- [YOUR OBJECTIVE]: When you answer, restate the entries below without altering anything.
--------
//! Data models for viewer sessions
//!
//! ICE settings posted by viewers, the media packets and codecs of a channel,
//! and the JSON body of error replies.

pub mod ice;
pub mod message;
pub mod packet;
--------
- [RESULT OF THE TASK]:
//! Data models for viewer sessions
//!
//! ICE settings posted by viewers, the media packets and codecs of a channel,
//! and the JSON body of error replies.

pub mod ice;
pub mod message;
pub mod packet;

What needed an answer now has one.